Nicholas B. Adams at SSRC Parameters: “It is now abundantly clear to librarians, archivists, computer scientists, and many social scientists that we are in a transformational age. If we can understand and measure meaning from all of these data describing so much of human activity, we will finally be able to test and revise our most intricate theories of how the world is socially constructed through our symbolic interactions….

We cannot write enough rules to teach a computer to read like us. And because the social world is not a game per se, we can’t design a reinforcement-learning scenario teaching a computer to “score points” and just ‘win.’ But AlphaGo’s example does show a path forward. Recall that much of AlphaGo’s training came in the form of supervised machine learning, where humans taught it to play like them by showing the machine how human experts played the game. Already, humans have used this same supervised learning approach to teach computers to classify images, identify parts of speech in text, or categorize inventories into various bins. Without writing any rules, simply by letting the computer guess, then giving it human-generated feedback about whether it guessed right or wrong, humans can teach computers to label data as we do. The problem is (or has been): humans label textual data slowly—very, very slowly.

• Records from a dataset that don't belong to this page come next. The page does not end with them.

//! Daily start/stop window
//!
//! Times are wall-clock "HH:MM". A trigger fires at most once per matching
//! minute.

use chrono::{NaiveDateTime, NaiveTime, Timelike};
use tracing::info;

use crate::error::ConfigError;

const TIME_FORMAT: &str = "%H:%M";

/// Request produced by the schedule window
#[derive(Debug, Clone, Copy, PartialEq, Eq)]
pub enum ScheduleAction {
    Start,
    Stop,
}

/// Configured start and stop times
#[derive(Debug, Clone, Default, PartialEq, Eq)]
pub struct ScheduleWindow {
    pub enabled: bool,
    pub start: Option<NaiveTime>,
    pub stop: Option<NaiveTime>,
}

impl ScheduleWindow {
    /// Build a window from "HH:MM" strings; empty strings mean unset
    pub fn from_strings(enabled: bool, start: &str, stop: &str) -> Result<Self, ConfigError> {
        Ok(Self {
            enabled,
            start: parse_time(start)?,
            stop: parse_time(stop)?,
        })
    }

    pub fn start_string(&self) -> String {
        format_time(self.start)
    }

    pub fn stop_string(&self) -> String {
        format_time(self.stop)
    }
}

/// Parse "HH:MM", treating blank input as unset
pub fn parse_time(value: &str) -> Result<Option<NaiveTime>, ConfigError> {
    let value = value.trim();
    if value.is_empty() {
        return Ok(None);
    }

    NaiveTime::parse_from_str(value, TIME_FORMAT)
        .map(Some)
        .map_err(|_| ConfigError::InvalidValue(format!("'{}' is not a valid HH:MM time", value)))
}

fn format_time(time: Option<NaiveTime>) -> String {
    time.map(|t| t.format(TIME_FORMAT).to_string())
        .unwrap_or_default()
}

fn same_minute(time: NaiveTime, now: NaiveDateTime) -> bool {
    time.hour() == now.hour() && time.minute() == now.minute()
}

/// Debounced evaluation of a [`ScheduleWindow`]
#[derive(Debug, Default)]
pub struct ScheduleTrigger {
    last_fired: Option<NaiveDateTime>,
}

impl ScheduleTrigger {
    pub fn new() -> Self {
        Self::default()
    }

    /// Decide whether the window asks for a start or stop right now.
    ///
    /// Start only fires while idle, stop only while running. Once anything
    /// fires, the rest of that minute is ignored.
    pub fn evaluate(
        &mut self,
        window: &ScheduleWindow,
        now: NaiveDateTime,
        running: bool,
    ) -> Option<ScheduleAction> {
        if !window.enabled {
            return None;
        }

        let minute = now.with_second(0).and_then(|t| t.with_nanosecond(0))?;
        if self.last_fired == Some(minute) {
            return None;
        }

        let action = if !running && window.start.is_some_and(|t| same_minute(t, now)) {
            ScheduleAction::Start
        } else if running && window.stop.is_some_and(|t| same_minute(t, now)) {
            ScheduleAction::Stop
        } else {
            return None;
        };

        self.last_fired = Some(minute);
        info!(action = ?action, time = %now.format(TIME_FORMAT), "Scheduled time reached");
        Some(action)
    }
}
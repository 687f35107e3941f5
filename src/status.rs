//! Status projection and the periodic status tick
//!
//! The reporter turns a [`SchedulerStatus`] snapshot into display text. The
//! ticker runs it on a fixed cadence and forwards schedule-window triggers
//! as start/stop requests; it never writes scheduler state itself.

use std::io;
use std::sync::Arc;
use std::thread;
use std::time::Duration;

use chrono::{DateTime, Local};
use tracing::{debug, warn};

use crate::schedule::{ScheduleAction, ScheduleTrigger, ScheduleWindow};
use crate::scheduler::{SchedulerStatus, ShutdownSignal};

/// Display text for one tick
#[derive(Debug, Clone, PartialEq, Eq)]
pub struct StatusReport {
    pub running: bool,
    pub status_line: String,
    pub next_line: String,
    pub countdown: String,
    /// Playlist row to highlight
    pub highlighted: Option<usize>,
}

/// Render a snapshot against the given wall-clock time. The highlight is
/// dropped when the index no longer fits a playlist of `playlist_len`.
pub fn render(status: &SchedulerStatus, now: DateTime<Local>, playlist_len: usize) -> StatusReport {
    let status_line = if status.running {
        "Status: Running"
    } else {
        "Status: Stopped"
    };

    let (next_line, countdown) = match status.next_execution_time {
        Some(next) if status.running => {
            let remaining = (next - now).num_seconds().max(0);
            if remaining > 0 {
                let (mins, secs) = (remaining / 60, remaining % 60);
                (
                    format!("Next: {}", next.format("%H:%M:%S")),
                    format!("IN {:02}:{:02}", mins, secs),
                )
            } else {
                ("Next: NOW".to_string(), "00:00".to_string())
            }
        }
        _ => ("Next: --:--:--".to_string(), String::new()),
    };

    StatusReport {
        running: status.running,
        status_line: status_line.to_string(),
        next_line,
        countdown,
        highlighted: status
            .current_index
            .filter(|&index| status.running && index < playlist_len),
    }
}

/// What the ticker observes and whom it asks to start or stop
pub trait StatusSource: Send + Sync {
    fn status(&self) -> SchedulerStatus;

    fn playlist_len(&self) -> usize;

    fn schedule_window(&self) -> ScheduleWindow;

    /// Called when the schedule window fires
    fn apply_schedule(&self, action: ScheduleAction);
}

/// Pairs rendering with debounced schedule evaluation
#[derive(Debug, Default)]
pub struct StatusReporter {
    trigger: ScheduleTrigger,
}

impl StatusReporter {
    pub fn new() -> Self {
        Self::default()
    }

    pub fn tick(
        &mut self,
        status: &SchedulerStatus,
        playlist_len: usize,
        window: &ScheduleWindow,
        now: DateTime<Local>,
    ) -> (StatusReport, Option<ScheduleAction>) {
        let report = render(status, now, playlist_len);
        let action = self
            .trigger
            .evaluate(window, now.naive_local(), status.running);
        (report, action)
    }
}

/// Recurring status task on its own thread
pub struct StatusTicker {
    signal: Arc<ShutdownSignal>,
    thread: Option<thread::JoinHandle<()>>,
}

impl StatusTicker {
    pub fn spawn<S, F>(source: Arc<S>, cadence: Duration, mut on_report: F) -> io::Result<Self>
    where
        S: StatusSource + 'static,
        F: FnMut(&StatusReport) + Send + 'static,
    {
        let signal = Arc::new(ShutdownSignal::new());
        let ticker_signal = Arc::clone(&signal);

        let thread = thread::Builder::new()
            .name("status-ticker".to_string())
            .spawn(move || {
                let mut reporter = StatusReporter::new();
                debug!(cadence_ms = cadence.as_millis() as u64, "Status ticker started");

                loop {
                    let status = source.status();
                    let window = source.schedule_window();
                    let (report, action) =
                        reporter.tick(&status, source.playlist_len(), &window, Local::now());

                    if let Some(action) = action {
                        source.apply_schedule(action);
                    }
                    on_report(&report);

                    if ticker_signal.wait_timeout(cadence) {
                        break;
                    }
                }

                debug!("Status ticker stopped");
            })?;

        Ok(Self {
            signal,
            thread: Some(thread),
        })
    }

    /// Stop ticking and join the thread
    pub fn stop(mut self) {
        self.shutdown();
    }

    fn shutdown(&mut self) {
        self.signal.trigger();
        if let Some(thread) = self.thread.take() {
            if thread.join().is_err() {
                warn!("Status ticker panicked");
            }
        }
    }
}

impl Drop for StatusTicker {
    fn drop(&mut self) {
        self.shutdown();
    }
}
//! Persisted playlist and settings
//!
//! The state file is JSON. Key names match files written by earlier
//! releases, so existing saves keep loading.

mod migration;

pub use migration::parse_state;

use std::path::{Path, PathBuf};

use serde::{Deserialize, Serialize};
use tracing::{debug, info, warn};

use crate::audio::DEFAULT_VOLUME;
use crate::error::ConfigResult;
use crate::playlist::{AudioItem, Playlist};

/// Settings saved next to the playlist
#[derive(Debug, Clone, PartialEq, Serialize, Deserialize)]
#[serde(default)]
pub struct SavedSettings {
    pub selected_device: Option<String>,

    pub volume: f32,

    pub alert_enabled: bool,

    #[serde(rename = "agendamento_ativo")]
    pub schedule_enabled: bool,

    /// "HH:MM" or empty
    pub start_time: String,

    /// "HH:MM" or empty
    pub stop_time: String,
}

impl Default for SavedSettings {
    fn default() -> Self {
        Self {
            selected_device: None,
            volume: DEFAULT_VOLUME,
            alert_enabled: true,
            schedule_enabled: false,
            start_time: String::new(),
            stop_time: String::new(),
        }
    }
}

/// Everything written to the state file
#[derive(Debug, Clone, Default, PartialEq, Serialize)]
pub struct SavedState {
    pub audios: Vec<AudioItem>,

    #[serde(flatten)]
    pub settings: SavedSettings,
}

impl SavedState {
    pub fn playlist(&self) -> Playlist {
        Playlist::from_items(self.audios.clone())
    }
}

/// Reads and writes the state file
#[derive(Debug, Clone)]
pub struct PlaylistStore {
    path: PathBuf,
}

impl PlaylistStore {
    pub fn new(path: impl Into<PathBuf>) -> Self {
        Self { path: path.into() }
    }

    pub fn path(&self) -> &Path {
        &self.path
    }

    pub fn load(&self) -> ConfigResult<SavedState> {
        let content = std::fs::read_to_string(&self.path)?;
        parse_state(&content)
    }

    /// Load the saved state, falling back to defaults on any failure
    pub fn load_or_default(&self) -> SavedState {
        if !self.path.exists() {
            debug!(path = %self.path.display(), "No saved state, using defaults");
            return SavedState::default();
        }

        match self.load() {
            Ok(state) => {
                info!(
                    path = %self.path.display(),
                    audios = state.audios.len(),
                    "Loaded saved state"
                );
                state
            }
            Err(e) => {
                warn!(
                    path = %self.path.display(),
                    error = %e,
                    "Saved state unreadable, using defaults"
                );
                SavedState::default()
            }
        }
    }

    pub fn save(&self, state: &SavedState) -> ConfigResult<()> {
        if let Some(parent) = self.path.parent() {
            if !parent.as_os_str().is_empty() {
                std::fs::create_dir_all(parent)?;
            }
        }

        let content = serde_json::to_string_pretty(state)?;
        std::fs::write(&self.path, content)?;
        debug!(path = %self.path.display(), audios = state.audios.len(), "Saved state");
        Ok(())
    }
}
//! State file parsing and migration from the old format
//!
//! Early releases saved a bare JSON list of `{path, interval}` entries. The
//! current format is an object with an `audios` list plus settings. Both
//! load into [`SavedState`]; the old one picks up default settings.

use serde::Deserialize;
use serde_json::Value;
use tracing::{info, warn};

use super::{SavedSettings, SavedState};
use crate::error::{ConfigError, ConfigResult};
use crate::playlist::AudioItem;

/// Entry as written on disk; the interval is checked before conversion
#[derive(Debug, Deserialize)]
struct RawEntry {
    path: String,
    interval: i64,
}

/// Parse either format into a [`SavedState`]
pub fn parse_state(content: &str) -> ConfigResult<SavedState> {
    let value: Value = serde_json::from_str(content)?;

    match value {
        Value::Array(entries) => {
            let audios = parse_entries(&entries);
            info!(audios = audios.len(), "Migrating from old playlist format");
            Ok(SavedState {
                audios,
                settings: SavedSettings::default(),
            })
        }
        Value::Object(mut map) => {
            let audios = match map.remove("audios") {
                Some(Value::Array(entries)) => parse_entries(&entries),
                Some(_) => {
                    warn!("'audios' is not a list, ignoring it");
                    Vec::new()
                }
                None => Vec::new(),
            };

            let settings = serde_json::from_value(Value::Object(map)).unwrap_or_else(|e| {
                warn!(error = %e, "Saved settings invalid, using defaults");
                SavedSettings::default()
            });

            Ok(SavedState { audios, settings })
        }
        _ => Err(ConfigError::InvalidValue(
            "state file must hold a list or an object".to_string(),
        )),
    }
}

fn parse_entries(entries: &[Value]) -> Vec<AudioItem> {
    entries
        .iter()
        .enumerate()
        .filter_map(|(position, entry)| {
            let raw = match RawEntry::deserialize(entry) {
                Ok(raw) => raw,
                Err(e) => {
                    warn!(position, error = %e, "Skipping saved entry without path or interval");
                    return None;
                }
            };

            let interval = match u32::try_from(raw.interval) {
                Ok(interval) if interval > 0 => interval,
                _ => {
                    warn!(position, interval = raw.interval, "Skipping saved entry with invalid interval");
                    return None;
                }
            };

            AudioItem::new(raw.path, interval).ok()
        })
        .collect()
}

#[cfg(test)]
mod tests {
    use super::*;
    use std::path::PathBuf;

    #[test]
    fn test_legacy_list_gets_default_settings() {
        let state = parse_state(
            r#"[{"path": "a.wav", "interval": 5}, {"path": "b.wav", "interval": 10}]"#,
        )
        .unwrap();

        assert_eq!(state.audios.len(), 2);
        assert_eq!(state.audios[1].path, PathBuf::from("b.wav"));
        assert_eq!(state.settings, SavedSettings::default());
        assert_eq!(state.settings.volume, 0.5);
        assert!(state.settings.alert_enabled);
        assert!(!state.settings.schedule_enabled);
    }

    #[test]
    fn test_invalid_entries_skipped() {
        let state = parse_state(
            r#"{"audios": [
                {"path": "ok.wav", "interval": 3},
                {"path": "no-interval.wav"},
                {"interval": 4},
                {"path": "zero.wav", "interval": 0},
                {"path": "negative.wav", "interval": -2},
                "garbage"
            ]}"#,
        )
        .unwrap();

        assert_eq!(state.audios, vec![AudioItem::new("ok.wav", 3).unwrap()]);
    }

    #[test]
    fn test_missing_settings_use_defaults() {
        let state = parse_state(r#"{"audios": [], "volume": 0.9}"#).unwrap();
        assert_eq!(state.settings.volume, 0.9);
        assert!(state.settings.alert_enabled);
        assert_eq!(state.settings.start_time, "");
    }

    #[test]
    fn test_wrongly_typed_settings_fall_back() {
        let state = parse_state(
            r#"{"audios": [{"path": "a.wav", "interval": 1}], "volume": "loud"}"#,
        )
        .unwrap();
        assert_eq!(state.audios.len(), 1);
        assert_eq!(state.settings, SavedSettings::default());
    }

    #[test]
    fn test_scalar_document_rejected() {
        assert!(matches!(parse_state("42"), Err(ConfigError::InvalidValue(_))));
        assert!(matches!(parse_state("nope"), Err(ConfigError::StateError(_))));
    }
}
//! Silent backend used when the `audio` feature is disabled

use std::path::Path;
use std::time::Duration;

use tracing::debug;

use super::cache::{FileLoader, SoundCache};
use super::SoundBackend;
use crate::error::PlaybackResult;
use crate::metrics::CacheMetrics;

/// Loads files through the cache so missing or empty files still fail,
/// but produces no sound and never blocks
pub struct SilentBackend {
    cache: SoundCache<FileLoader>,
}

impl SilentBackend {
    pub fn new() -> Self {
        debug!("Audio feature not enabled, using silent backend");
        Self {
            cache: SoundCache::new(FileLoader),
        }
    }

    pub fn with_cache_capacity(capacity: usize) -> Self {
        Self {
            cache: SoundCache::with_capacity(FileLoader, capacity),
        }
    }

    /// Same shape as the rodio constructor; the device name is ignored
    pub fn open(device: Option<&str>, cache_capacity: usize) -> PlaybackResult<Self> {
        if let Some(device) = device {
            debug!(device, "Output device ignored by silent backend");
        }
        Ok(Self::with_cache_capacity(cache_capacity))
    }
}

impl Default for SilentBackend {
    fn default() -> Self {
        Self::new()
    }
}

impl SoundBackend for SilentBackend {
    fn play(&self, path: &Path, volume: f32) -> PlaybackResult<()> {
        let data = self.cache.get_or_load(path)?;
        debug!(
            path = %path.display(),
            bytes = data.len(),
            volume,
            "Playback skipped (audio feature not enabled)"
        );
        Ok(())
    }

    fn play_tone(&self, frequency_hz: f32, duration: Duration, _volume: f32) -> PlaybackResult<()> {
        debug!(
            frequency_hz,
            duration_ms = duration.as_millis() as u64,
            "Tone skipped (audio feature not enabled)"
        );
        Ok(())
    }

    fn stop_all(&self) {}

    fn clear_cache(&self) {
        self.cache.clear();
    }

    fn cache_metrics(&self) -> CacheMetrics {
        self.cache.metrics()
    }
}

#[cfg(test)]
mod tests {
    use super::*;
    use crate::error::{LoadError, PlaybackError};

    #[test]
    fn test_missing_file_fails() {
        let backend = SilentBackend::new();
        let result = backend.play(Path::new("/no/such/clip.wav"), 0.5);
        assert!(matches!(
            result,
            Err(PlaybackError::Load(LoadError::NotFound(_)))
        ));
    }

    #[test]
    fn test_existing_file_goes_through_cache() {
        let dir = tempfile::tempdir().unwrap();
        let path = dir.path().join("clip.wav");
        std::fs::write(&path, b"data").unwrap();

        let backend = SilentBackend::new();
        backend.play(&path, 0.5).unwrap();
        backend.play(&path, 0.5).unwrap();

        assert_eq!(backend.cache_metrics().misses(), 1);
        assert_eq!(backend.cache_metrics().hits(), 1);

        backend.clear_cache();
        backend.play(&path, 0.5).unwrap();
        assert_eq!(backend.cache_metrics().misses(), 2);
    }
}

So, we have generated precious little data with which to teach computers to understand natural language as we do. But that is going to change….

The single greatest factor dilating the duration of such large-scale text-labeling projects has been workforce training and turnover. ….The key to organizing work for the crowd, I had learned from talking to computer scientists, was task decomposition. The work had to be broken down into simple pieces that any (moderately intelligent) person could do through a web interface without requiring face-to-face training. I knew from previous experiments with my team that I could not expect a crowd worker to read a whole article, or to know our whole conceptual scheme defining everything of potential interest in those articles. Requiring either or both would be asking too much. But when I realized that my conceptual scheme could actually be treated as multiple smaller conceptual schemes, the idea came to me: Why not have my RAs identify units of text that corresponded with the units of analysis of my conceptual scheme? Then, crowd workers reading those much smaller units of text could just label them according to a smaller sub-scheme. Moreover, I came to realize, we could ask them leading questions about the text to elicit information about the variables and attributes in the scheme, so they wouldn’t have to memorize the scheme either. By having them highlight the words justifying their answers, they would be labeling text according to our scheme without any face-to-face training. Bingo….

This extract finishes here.